In 1872 the American merchant vessel Mary Celeste was discovered adrift off the coast of Spain. Her cargo was intact and there was no sign of struggle, but the crew was gone. They were never found.
This maritime mystery lies at the center of an intricate narrative branching through the highest levels of late-nineteenth-century literary society. While on a voyage to Africa, a rather hard-up and unproven young writer named Arthur Conan Doyle hears of the Mary Celeste and decides to write an outlandish short story about what took place. This story causes quite a sensation back in the United States, particularly between sought-after Philadelphia spiritualist medium Violet Petra and a rational-minded journalist named Phoebe Grant, who is seeking to expose Petra as a fraud. Then there is the family of the Mary Celeste's captain, a family linked to the sea for generations and marked repeatedly by tragedy. Each member of this ensemble cast holds a critical piece to the puzzle of the Mary Celeste.

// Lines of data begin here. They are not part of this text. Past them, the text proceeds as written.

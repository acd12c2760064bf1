use std::io::Write;
use tokio::sync::oneshot;
use tokio::task::JoinHandle;

const FRAMES: &[&str] = &["⠋", "⠙", "⠹", "⠸", "⠼", "⠴", "⠦", "⠧", "⠇", "⠏"];

/// Stderr activity indicator for waits with no intermediate output, like the
/// AI pass. Stdout stays clean for the report.
pub struct StatusSpinner {
    stop: Option<oneshot::Sender<()>>,
    handle: Option<JoinHandle<()>>,
}

impl StatusSpinner {
    pub fn start(label: &str) -> Self {
        let (stop_tx, mut stop_rx) = oneshot::channel();
        let label = label.to_string();

        let handle = tokio::spawn(async move {
            let mut interval = tokio::time::interval(tokio::time::Duration::from_millis(120));
            let mut frame = 0usize;
            loop {
                tokio::select! {
                    _ = interval.tick() => {
                        eprint!("\r{} {} ", FRAMES[frame], label);
                        let _ = std::io::stderr().flush();
                        frame = (frame + 1) % FRAMES.len();
                    }
                    _ = &mut stop_rx => break,
                }
            }
        });

        Self {
            stop: Some(stop_tx),
            handle: Some(handle),
        }
    }

    pub async fn finish(mut self, message: &str) {
        self.halt().await;
        eprint!("\r\x1b[K✅ {}\n", message);
        let _ = std::io::stderr().flush();
    }

    pub async fn fail(mut self, message: &str) {
        self.halt().await;
        eprint!("\r\x1b[K⚠️ {}\n", message);
        let _ = std::io::stderr().flush();
    }

    async fn halt(&mut self) {
        if let Some(stop) = self.stop.take() {
            let _ = stop.send(());
        }
        if let Some(handle) = self.handle.take() {
            let _ = handle.await;
        }
    }
}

These three elements - a ship found sailing without a crew, a famous writer on the verge of enormous success, and the rise of an unorthodox and heretical religious fervor - converge in unexpected ways, in diaries, in letters, in safe harbors and rough seas. In a haunted, death-obsessed age, a ghost ship appearing in the mist is by turns a provocative mystery, an inspiration to creativity, and a tragic story of the disappearance of a family and of a bond between husband and wife that, for one moment, transcends the impenetrable barrier of death.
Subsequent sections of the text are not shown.